When as a child I misbehaved, my mother’s ultimate threat was to send me packing to the gypsies. Certainly she couldn’t have had in mind the kind of gypsies who inhabit Ramon Oller’s Bury Me Standing, a world premiere presented by Ballet Hispanico on opening night. Far from the rambunctious outlaw society to which I was to be exiled—frankly, it didn’t sound so bad—Oller’s gypsies are pensive, and the community they form is not so much rebellious as alienated. Roger Morgan’s shadowy lighting suggests the tone, and the dancers’ tendency to look down or toward the back of the stage deepens the feeling of being apart from the world.

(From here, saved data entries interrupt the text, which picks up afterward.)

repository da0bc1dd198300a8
use crate::core::utils::vector::{self, Vector};
use serde::{Deserialize, Serialize};

/// Global Hamiltonian coefficients of a lattice.
///
/// Suffixes name the region a coefficient applies to: `l`/`r` for the left
/// and right ferromagnetic leads, `ml`/`mr` for the couplings between the
/// molecule and each lead, and `lr` for the direct lead-to-lead coupling.
/// Molecule-internal coefficients live on the molecule graph instead.
#[derive(Debug, Clone, Copy, PartialEq, Serialize, Deserialize)]
#[serde(default)]
pub struct Parameters {
    /// Temperature, in units of the Boltzmann constant.
    #[serde(rename = "kT", alias = "temperature")]
    pub kt: f64,
    /// External magnetic field.
    #[serde(rename = "B", alias = "field")]
    pub b: Vector,

    #[serde(rename = "SL")]
    pub sl: f64,
    #[serde(rename = "SR")]
    pub sr: f64,
    #[serde(rename = "FL")]
    pub fl: f64,
    #[serde(rename = "FR")]
    pub fr: f64,

    #[serde(rename = "JL")]
    pub jl: f64,
    #[serde(rename = "JR")]
    pub jr: f64,
    #[serde(rename = "JmL")]
    pub jml: f64,
    #[serde(rename = "JmR")]
    pub jmr: f64,
    #[serde(rename = "JLR")]
    pub jlr: f64,

    #[serde(rename = "Je0L")]
    pub je0l: f64,
    #[serde(rename = "Je0R")]
    pub je0r: f64,

    #[serde(rename = "Je1L")]
    pub je1l: f64,
    #[serde(rename = "Je1R")]
    pub je1r: f64,
    #[serde(rename = "Je1mL")]
    pub je1ml: f64,
    #[serde(rename = "Je1mR")]
    pub je1mr: f64,
    #[serde(rename = "Je1LR")]
    pub je1lr: f64,

    #[serde(rename = "JeeL")]
    pub jeel: f64,
    #[serde(rename = "JeeR")]
    pub jeer: f64,
    #[serde(rename = "JeemL")]
    pub jeeml: f64,
    #[serde(rename = "JeemR")]
    pub jeemr: f64,
    #[serde(rename = "JeeLR")]
    pub jeelr: f64,

    #[serde(rename = "bL")]
    pub bl: f64,
    #[serde(rename = "bR")]
    pub br: f64,
    #[serde(rename = "bmL")]
    pub bml: f64,
    #[serde(rename = "bmR")]
    pub bmr: f64,
    #[serde(rename = "bLR")]
    pub blr: f64,

    #[serde(rename = "AL")]
    pub al: Vector,
    #[serde(rename = "AR")]
    pub ar: Vector,

    #[serde(rename = "DL")]
    pub dl: Vector,
    #[serde(rename = "DR")]
    pub dr: Vector,
    #[serde(rename = "DmL")]
    pub dml: Vector,
    #[serde(rename = "DmR")]
    pub dmr: Vector,
    #[serde(rename = "DLR")]
    pub dlr: Vector,
}

impl Default for Parameters {
    fn default() -> Self {
        Self {
            kt: 0.25,
            b: vector::ZERO,
            sl: 1.0,
            sr: 1.0,
            fl: 0.0,
            fr: 0.0,
            jl: 1.0,
            jr: 1.0,
            jml: 1.0,
            jmr: -1.0,
            jlr: 0.0,
            je0l: 0.0,
            je0r: 0.0,
            je1l: 0.0,
            je1r: 0.0,
            je1ml: 0.0,
            je1mr: 0.0,
            je1lr: 0.0,
            jeel: 0.0,
            jeer: 0.0,
            jeeml: 0.0,
            jeemr: 0.0,
            jeelr: 0.0,
            bl: 0.0,
            br: 0.0,
            bml: 0.0,
            bmr: 0.0,
            blr: 0.0,
            al: vector::ZERO,
            ar: vector::ZERO,
            dl: vector::ZERO,
            dr: vector::ZERO,
            dml: vector::ZERO,
            dmr: vector::ZERO,
            dlr: vector::ZERO,
        }
    }
}

/// Aggregate observables of a lattice at one point in time.
///
/// `M*` are total local moments (spin + flux), `MS*` spin-only and `MF*`
/// flux-only sums. `U*` are energies: per region, per coupling between regions
/// (`UmL`, `UmR`, `ULR`) and the total `U`.
#[derive(Debug, Clone, Copy, PartialEq, Default, Serialize, Deserialize)]
pub struct Results {
    pub t: u64,

    #[serde(rename = "M")]
    pub m: Vector,
    #[serde(rename = "ML")]
    pub ml: Vector,
    #[serde(rename = "MR")]
    pub mr: Vector,
    #[serde(rename = "Mm")]
    pub mm: Vector,

    #[serde(rename = "MS")]
    pub ms: Vector,
    #[serde(rename = "MSL")]
    pub msl: Vector,
    #[serde(rename = "MSR")]
    pub msr: Vector,
    #[serde(rename = "MSm")]
    pub msm: Vector,

    #[serde(rename = "MF")]
    pub mf: Vector,
    #[serde(rename = "MFL")]
    pub mfl: Vector,
    #[serde(rename = "MFR")]
    pub mfr: Vector,
    #[serde(rename = "MFm")]
    pub mfm: Vector,

    #[serde(rename = "U")]
    pub u: f64,
    #[serde(rename = "UL")]
    pub ul: f64,
    #[serde(rename = "UR")]
    pub ur: f64,
    #[serde(rename = "Um")]
    pub um: f64,
    #[serde(rename = "UmL")]
    pub uml: f64,
    #[serde(rename = "UmR")]
    pub umr: f64,
    #[serde(rename = "ULR")]
    pub ulr: f64,
}

impl Results {
    /// Rebuilds the aggregate fields from the per-region ones.
    pub(crate) fn refresh_totals(&mut self) {
        self.ml = self.msl + self.mfl;
        self.mr = self.msr + self.mfr;
        self.mm = self.msm + self.mfm;
        self.ms = self.msl + self.msr + self.msm;
        self.mf = self.mfl + self.mfr + self.mfm;
        self.m = self.ms + self.mf;
        self.u = self.ul + self.ur + self.um + self.uml + self.umr + self.ulr;
    }
}

/// Ordered history of [`Results`] captured while sampling.
///
/// Averages weight each sample by the simulated time it covers (trapezoidal
/// rule over `t`), so unevenly spaced checkpoints are handled correctly.
#[derive(Debug, Clone, PartialEq, Default, Serialize, Deserialize)]
#[serde(transparent)]
pub struct Record(Vec<Results>);

impl Record {
    pub fn new() -> Self {
        Self::default()
    }

    pub fn push(&mut self, results: Results) {
        self.0.push(results);
    }

    pub fn clear(&mut self) {
        self.0.clear();
    }

    pub fn len(&self) -> usize {
        self.0.len()
    }

    pub fn is_empty(&self) -> bool {
        self.0.is_empty()
    }

    pub fn samples(&self) -> &[Results] {
        &self.0
    }

    pub fn last(&self) -> Option<&Results> {
        self.0.last()
    }

    pub fn mean_magnetization(&self) -> Vector {
        self.time_average(|r| r.m, vector::ZERO)
    }

    pub fn mean_energy(&self) -> f64 {
        self.time_average(|r| r.u, 0.0)
    }

    /// Energy fluctuation per site, `(<U^2> - <U>^2) / (n kT^2)`.
    pub fn specific_heat(&self, sites: usize, kt: f64) -> f64 {
        if self.0.len() < 2 || sites == 0 || kt == 0.0 {
            return 0.0;
        }
        let mean = self.mean_energy();
        let mean_sq = self.time_average(|r| r.u * r.u, 0.0);
        (mean_sq - mean * mean) / (sites as f64 * kt * kt)
    }

    /// Magnetization fluctuation per site, `(<|M|^2> - |<M>|^2) / (n kT)`.
    pub fn magnetic_susceptibility(&self, sites: usize, kt: f64) -> f64 {
        if self.0.len() < 2 || sites == 0 || kt == 0.0 {
            return 0.0;
        }
        let mean = self.mean_magnetization();
        let mean_sq = self.time_average(|r| r.m.norm_squared(), 0.0);
        (mean_sq - mean.norm_squared()) / (sites as f64 * kt)
    }

    fn time_average<T, F>(&self, value: F, empty: T) -> T
    where
        T: Copy + std::ops::Add<Output = T> + std::ops::Mul<f64, Output = T>,
        F: Fn(&Results) -> T,
    {
        let samples = &self.0;
        let Some(last) = samples.last() else {
            return empty;
        };
        // Steps where time does not advance carry no weight.
        let step = |pair: &[Results]| pair[1].t.saturating_sub(pair[0].t);
        let span = samples.windows(2).map(step).fold(0u64, u64::saturating_add);
        if span == 0 {
            return value(last);
        }
        let total = samples.windows(2).fold(empty, |acc, pair| {
            let dt = step(pair) as f64;
            acc + (value(&pair[0]) + value(&pair[1])) * (0.5 * dt)
        });
        total * (1.0 / span as f64)
    }
}

impl From<Vec<Results>> for Record {
    fn from(samples: Vec<Results>) -> Self {
        Self(samples)
    }
}
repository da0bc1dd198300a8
pub mod vector;
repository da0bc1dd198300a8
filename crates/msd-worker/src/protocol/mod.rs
//! Wire formats of the worker protocol.
//!
//! Every message is one line. Command keywords are bare words; bodies and
//! snapshots are single-line JSON objects using the physics key names of the
//! core crate (`kT`, `B`, `JmL`, ...).

pub mod request;
pub mod snapshot;
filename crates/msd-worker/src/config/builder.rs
use super::defaults::DefaultsConfig;
use super::file::FileConfig;
use super::models::WorkerConfig;
use crate::cli::Cli;
use crate::error::{Result, WorkerError};

pub fn build_config(cli: &Cli) -> Result<WorkerConfig> {
    let defaults = DefaultsConfig::default();

    let file_config = if let Some(config_path) = &cli.config {
        FileConfig::from_file(config_path)?
    } else {
        FileConfig::default()
    };

    let engine_file = file_config.engine.unwrap_or_default();
    let protocol_file = file_config.protocol.unwrap_or_default();

    let seed = cli.seed.or(engine_file.seed);
    let flipping_algorithm = cli
        .flipping_algorithm
        .or(engine_file.flipping_algorithm)
        .unwrap_or(defaults.flipping_algorithm);

    let cancel_token = cli
        .cancel_token
        .clone()
        .or(protocol_file.cancel_token)
        .unwrap_or(defaults.cancel_token)
        .trim()
        .to_string();
    if cancel_token.is_empty() {
        return Err(WorkerError::Argument(
            "The cancel token must not be blank.".to_string(),
        ));
    }

    Ok(WorkerConfig {
        seed,
        flipping_algorithm,
        cancel_token,
    })
}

Or if not apart, then inside them selves. To get at this state, Oller draws upon the flamenco tradition of his native Spain, with its implosive energy and brooding sensibility. Yet Bury Me Standing is not a flamenco dance. Rather, Oller adheres the style to a generic modern dance idiom, and out of this mix of two familiar genres comes something distinctive and hand some.

He introduces the blend in the opening solo, danced with great dignity by Pedro Ruiz. Here we see the large, muscular thrusts of his torso working alongside his delicately curling arms, which cut rivulets through the space around him. Ruiz’s great gift as a dancer is to make that space not an inanimate, weightless thing but an invisible person with whom he constantly interacts.

Besides blending flamenco with modern dance, Oller does other interesting things with it, like giving it a blunter sexuality. Hand clapping is a signature of flamenco. Well, in one of the piece’s group dances, Oller has the women plunge into deep squats and clap their hands against their inner thighs. Martha Graham’s ladies do this gutsy move all the time, but to see it in a flamenco context is startling.

Also on the opening-night bill were Oller’s Una Mujer Llorando and Ann Reinking’s Ritmo y Ruido, in which everyone glistened despite the tired choreography.